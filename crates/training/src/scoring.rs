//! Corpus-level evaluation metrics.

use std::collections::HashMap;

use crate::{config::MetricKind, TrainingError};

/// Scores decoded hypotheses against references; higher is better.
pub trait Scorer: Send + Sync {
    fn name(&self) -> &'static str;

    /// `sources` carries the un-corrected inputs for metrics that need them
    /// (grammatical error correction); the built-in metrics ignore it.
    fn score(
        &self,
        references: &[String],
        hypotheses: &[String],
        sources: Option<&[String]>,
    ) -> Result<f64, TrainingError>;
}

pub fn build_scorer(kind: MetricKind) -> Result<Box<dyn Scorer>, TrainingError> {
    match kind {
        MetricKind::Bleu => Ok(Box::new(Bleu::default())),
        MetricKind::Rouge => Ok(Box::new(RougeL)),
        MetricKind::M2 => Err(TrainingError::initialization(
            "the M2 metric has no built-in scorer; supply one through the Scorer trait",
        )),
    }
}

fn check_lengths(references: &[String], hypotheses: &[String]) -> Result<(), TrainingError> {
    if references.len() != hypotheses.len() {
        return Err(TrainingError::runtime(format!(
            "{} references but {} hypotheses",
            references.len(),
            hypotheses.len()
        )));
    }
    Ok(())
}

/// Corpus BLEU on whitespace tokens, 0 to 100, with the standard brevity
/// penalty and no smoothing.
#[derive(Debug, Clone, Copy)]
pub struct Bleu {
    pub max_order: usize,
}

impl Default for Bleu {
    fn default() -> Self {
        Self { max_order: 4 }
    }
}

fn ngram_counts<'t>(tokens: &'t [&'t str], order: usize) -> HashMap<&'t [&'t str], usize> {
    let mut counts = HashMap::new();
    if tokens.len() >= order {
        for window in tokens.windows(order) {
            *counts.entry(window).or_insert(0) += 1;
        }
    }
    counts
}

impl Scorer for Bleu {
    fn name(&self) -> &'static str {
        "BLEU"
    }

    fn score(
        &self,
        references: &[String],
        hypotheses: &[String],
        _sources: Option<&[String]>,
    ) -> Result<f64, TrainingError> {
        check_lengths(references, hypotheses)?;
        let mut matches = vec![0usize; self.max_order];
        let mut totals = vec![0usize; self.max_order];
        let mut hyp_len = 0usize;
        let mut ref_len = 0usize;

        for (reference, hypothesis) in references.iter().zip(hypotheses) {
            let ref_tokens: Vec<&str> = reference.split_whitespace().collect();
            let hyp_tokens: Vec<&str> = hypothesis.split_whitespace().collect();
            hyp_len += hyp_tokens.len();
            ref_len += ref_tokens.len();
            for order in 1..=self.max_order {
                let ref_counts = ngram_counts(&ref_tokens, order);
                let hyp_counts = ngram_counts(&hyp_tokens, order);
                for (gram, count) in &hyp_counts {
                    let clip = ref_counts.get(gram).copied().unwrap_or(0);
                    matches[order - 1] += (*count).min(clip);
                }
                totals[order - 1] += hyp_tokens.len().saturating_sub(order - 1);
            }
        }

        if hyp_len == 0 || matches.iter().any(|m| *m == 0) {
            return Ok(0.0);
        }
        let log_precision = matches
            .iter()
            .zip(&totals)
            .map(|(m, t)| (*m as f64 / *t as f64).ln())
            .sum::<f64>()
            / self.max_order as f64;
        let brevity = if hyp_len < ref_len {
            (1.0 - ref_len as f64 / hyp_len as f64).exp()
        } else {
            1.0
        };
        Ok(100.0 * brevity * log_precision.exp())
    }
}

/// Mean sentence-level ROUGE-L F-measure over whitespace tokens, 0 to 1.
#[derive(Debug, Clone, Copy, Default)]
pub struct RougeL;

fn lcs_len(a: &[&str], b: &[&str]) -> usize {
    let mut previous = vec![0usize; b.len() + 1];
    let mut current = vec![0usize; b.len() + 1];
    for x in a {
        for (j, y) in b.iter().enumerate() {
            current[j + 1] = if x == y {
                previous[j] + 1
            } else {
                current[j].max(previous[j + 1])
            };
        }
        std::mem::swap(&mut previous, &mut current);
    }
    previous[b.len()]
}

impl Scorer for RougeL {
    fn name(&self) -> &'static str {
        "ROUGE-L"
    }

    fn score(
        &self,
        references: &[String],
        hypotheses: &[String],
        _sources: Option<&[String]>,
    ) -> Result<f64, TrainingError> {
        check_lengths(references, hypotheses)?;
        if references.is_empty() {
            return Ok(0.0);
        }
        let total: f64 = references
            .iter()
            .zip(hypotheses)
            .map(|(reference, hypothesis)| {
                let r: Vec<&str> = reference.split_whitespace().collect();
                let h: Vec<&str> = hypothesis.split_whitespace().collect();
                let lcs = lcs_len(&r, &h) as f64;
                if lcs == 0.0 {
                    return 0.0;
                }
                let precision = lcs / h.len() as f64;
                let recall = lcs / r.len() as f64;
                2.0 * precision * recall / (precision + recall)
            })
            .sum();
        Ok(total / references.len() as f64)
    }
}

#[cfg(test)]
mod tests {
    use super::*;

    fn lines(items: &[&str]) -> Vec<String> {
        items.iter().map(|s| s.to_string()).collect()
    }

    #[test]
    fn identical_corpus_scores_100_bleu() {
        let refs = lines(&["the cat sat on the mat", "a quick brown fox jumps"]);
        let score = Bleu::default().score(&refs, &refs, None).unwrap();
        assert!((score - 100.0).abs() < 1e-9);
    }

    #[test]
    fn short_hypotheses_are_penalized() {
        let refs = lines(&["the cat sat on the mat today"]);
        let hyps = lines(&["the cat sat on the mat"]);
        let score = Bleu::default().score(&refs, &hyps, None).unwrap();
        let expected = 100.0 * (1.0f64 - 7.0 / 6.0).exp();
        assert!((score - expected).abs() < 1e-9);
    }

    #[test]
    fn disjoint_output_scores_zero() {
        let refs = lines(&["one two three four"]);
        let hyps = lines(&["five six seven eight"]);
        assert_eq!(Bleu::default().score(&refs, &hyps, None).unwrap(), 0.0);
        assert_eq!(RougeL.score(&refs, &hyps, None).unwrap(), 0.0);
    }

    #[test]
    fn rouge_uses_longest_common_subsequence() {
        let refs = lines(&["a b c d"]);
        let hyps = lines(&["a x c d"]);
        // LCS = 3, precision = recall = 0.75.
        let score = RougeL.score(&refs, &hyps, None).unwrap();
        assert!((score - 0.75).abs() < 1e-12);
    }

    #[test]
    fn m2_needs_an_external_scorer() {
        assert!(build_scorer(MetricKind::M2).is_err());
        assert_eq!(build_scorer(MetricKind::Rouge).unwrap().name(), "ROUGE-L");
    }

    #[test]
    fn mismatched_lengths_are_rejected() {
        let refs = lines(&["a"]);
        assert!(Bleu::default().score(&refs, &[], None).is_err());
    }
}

━━━━━━

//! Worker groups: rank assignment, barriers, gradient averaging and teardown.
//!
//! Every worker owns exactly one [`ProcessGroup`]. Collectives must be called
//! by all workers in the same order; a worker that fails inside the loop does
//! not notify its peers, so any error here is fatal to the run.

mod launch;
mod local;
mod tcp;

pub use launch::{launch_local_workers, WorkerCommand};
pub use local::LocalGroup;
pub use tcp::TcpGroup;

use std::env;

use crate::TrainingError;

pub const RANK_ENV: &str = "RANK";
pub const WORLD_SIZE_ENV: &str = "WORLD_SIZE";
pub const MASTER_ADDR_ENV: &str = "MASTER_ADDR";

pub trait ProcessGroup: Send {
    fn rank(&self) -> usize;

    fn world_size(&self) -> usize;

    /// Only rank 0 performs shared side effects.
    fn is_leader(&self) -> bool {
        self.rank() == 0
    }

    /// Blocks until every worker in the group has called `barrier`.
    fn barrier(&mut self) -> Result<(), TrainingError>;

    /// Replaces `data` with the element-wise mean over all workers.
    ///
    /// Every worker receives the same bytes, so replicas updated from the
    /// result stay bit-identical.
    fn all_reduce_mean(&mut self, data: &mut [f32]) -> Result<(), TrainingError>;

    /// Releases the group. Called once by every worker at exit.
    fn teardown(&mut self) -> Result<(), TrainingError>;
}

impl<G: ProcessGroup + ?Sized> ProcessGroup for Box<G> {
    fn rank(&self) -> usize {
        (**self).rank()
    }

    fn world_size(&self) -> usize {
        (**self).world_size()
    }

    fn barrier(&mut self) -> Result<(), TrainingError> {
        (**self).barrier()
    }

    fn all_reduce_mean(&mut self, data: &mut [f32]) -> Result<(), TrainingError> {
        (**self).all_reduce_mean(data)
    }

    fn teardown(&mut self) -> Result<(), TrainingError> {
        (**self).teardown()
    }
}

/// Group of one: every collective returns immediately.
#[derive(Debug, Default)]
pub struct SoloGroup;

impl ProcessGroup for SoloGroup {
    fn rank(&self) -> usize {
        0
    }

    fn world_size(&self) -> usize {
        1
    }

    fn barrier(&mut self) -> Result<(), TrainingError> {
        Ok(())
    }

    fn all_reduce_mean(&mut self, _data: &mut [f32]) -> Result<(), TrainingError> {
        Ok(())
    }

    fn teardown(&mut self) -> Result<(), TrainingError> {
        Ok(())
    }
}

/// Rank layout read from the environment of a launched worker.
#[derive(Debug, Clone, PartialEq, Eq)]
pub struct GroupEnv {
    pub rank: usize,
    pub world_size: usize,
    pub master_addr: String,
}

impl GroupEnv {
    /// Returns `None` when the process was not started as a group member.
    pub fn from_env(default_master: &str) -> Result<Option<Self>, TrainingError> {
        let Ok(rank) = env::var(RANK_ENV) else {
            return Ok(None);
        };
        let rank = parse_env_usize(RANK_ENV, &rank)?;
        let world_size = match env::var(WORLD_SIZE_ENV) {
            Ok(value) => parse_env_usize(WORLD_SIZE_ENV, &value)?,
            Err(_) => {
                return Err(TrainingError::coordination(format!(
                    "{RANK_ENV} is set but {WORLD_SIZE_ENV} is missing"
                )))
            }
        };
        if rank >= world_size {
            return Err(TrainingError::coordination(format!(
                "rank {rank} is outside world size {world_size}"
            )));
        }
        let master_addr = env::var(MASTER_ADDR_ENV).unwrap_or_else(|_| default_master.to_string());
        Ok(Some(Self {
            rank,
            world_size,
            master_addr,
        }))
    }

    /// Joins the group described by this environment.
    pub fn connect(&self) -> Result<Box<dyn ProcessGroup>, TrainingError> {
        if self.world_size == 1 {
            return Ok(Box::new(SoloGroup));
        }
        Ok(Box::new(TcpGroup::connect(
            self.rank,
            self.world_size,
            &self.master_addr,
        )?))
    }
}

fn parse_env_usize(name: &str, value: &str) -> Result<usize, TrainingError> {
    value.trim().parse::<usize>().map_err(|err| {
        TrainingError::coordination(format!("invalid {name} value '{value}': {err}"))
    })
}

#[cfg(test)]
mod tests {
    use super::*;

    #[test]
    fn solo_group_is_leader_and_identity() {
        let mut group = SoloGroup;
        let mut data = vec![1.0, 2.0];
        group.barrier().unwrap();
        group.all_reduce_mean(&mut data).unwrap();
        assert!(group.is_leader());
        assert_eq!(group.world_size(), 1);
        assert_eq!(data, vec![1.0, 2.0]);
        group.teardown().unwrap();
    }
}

━━━━━━

# Directions:
Beginning with the line above that contains "impl Default for", copy each line exactly up to and including the line that contains "let mut ref_len = 0usize;", and go no further.

# Solution for this problem:
impl Default for Bleu {
    fn default() -> Self {
        Self { max_order: 4 }
    }
}

fn ngram_counts<'t>(tokens: &'t [&'t str], order: usize) -> HashMap<&'t [&'t str], usize> {
    let mut counts = HashMap::new();
    if tokens.len() >= order {
        for window in tokens.windows(order) {
            *counts.entry(window).or_insert(0) += 1;
        }
    }
    counts
}

impl Scorer for Bleu {
    fn name(&self) -> &'static str {
        "BLEU"
    }

    fn score(
        &self,
        references: &[String],
        hypotheses: &[String],
        _sources: Option<&[String]>,
    ) -> Result<f64, TrainingError> {
        check_lengths(references, hypotheses)?;
        let mut matches = vec![0usize; self.max_order];
        let mut totals = vec![0usize; self.max_order];
        let mut hyp_len = 0usize;
        let mut ref_len = 0usize;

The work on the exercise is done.